§ Data to examine:
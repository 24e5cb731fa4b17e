use tracing_subscriber::{layer::SubscriberExt, util::SubscriberInitExt, EnvFilter};

pub fn init_cli_logger(verbose: bool) {
    let filter = if verbose {
        EnvFilter::try_from_default_env()
            .unwrap_or_else(|_| EnvFilter::new("lead_relay=debug,info"))
    } else {
        EnvFilter::try_from_default_env().unwrap_or_else(|_| EnvFilter::new("lead_relay=info"))
    };

    tracing_subscriber::registry()
        .with(filter)
        .with(
            tracing_subscriber::fmt::layer()
                .with_target(false)
                .with_thread_ids(false)
                .with_file(false)
                .with_line_number(false)
                .compact(),
        )
        .init();
}

pub fn init_json_logger() {
    let filter =
        EnvFilter::try_from_default_env().unwrap_or_else(|_| EnvFilter::new("lead_relay=info"));

    tracing_subscriber::registry()
        .with(filter)
        .with(
            tracing_subscriber::fmt::layer()
                .with_target(false)
                .with_thread_ids(false)
                .with_file(false)
                .with_line_number(false)
                .json(),
        )
        .init();
}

§ Problem requirements: Reproduce every entry above so that each one matches its source exactly.

§ Result below:
repository 24e5cb731fa4b17e
use tracing_subscriber::{layer::SubscriberExt, util::SubscriberInitExt, EnvFilter};

pub fn init_cli_logger(verbose: bool) {
    let filter = if verbose {
        EnvFilter::try_from_default_env()
            .unwrap_or_else(|_| EnvFilter::new("lead_relay=debug,info"))
    } else {
        EnvFilter::try_from_default_env().unwrap_or_else(|_| EnvFilter::new("lead_relay=info"))
    };

    tracing_subscriber::registry()
        .with(filter)
        .with(
            tracing_subscriber::fmt::layer()
                .with_target(false)
                .with_thread_ids(false)
                .with_file(false)
                .with_line_number(false)
                .compact(),
        )
        .init();
}

pub fn init_json_logger() {
    let filter =
        EnvFilter::try_from_default_env().unwrap_or_else(|_| EnvFilter::new("lead_relay=info"));

    tracing_subscriber::registry()
        .with(filter)
        .with(
            tracing_subscriber::fmt::layer()
                .with_target(false)
                .with_thread_ids(false)
                .with_file(false)
                .with_line_number(false)
                .json(),
        )
        .init();
}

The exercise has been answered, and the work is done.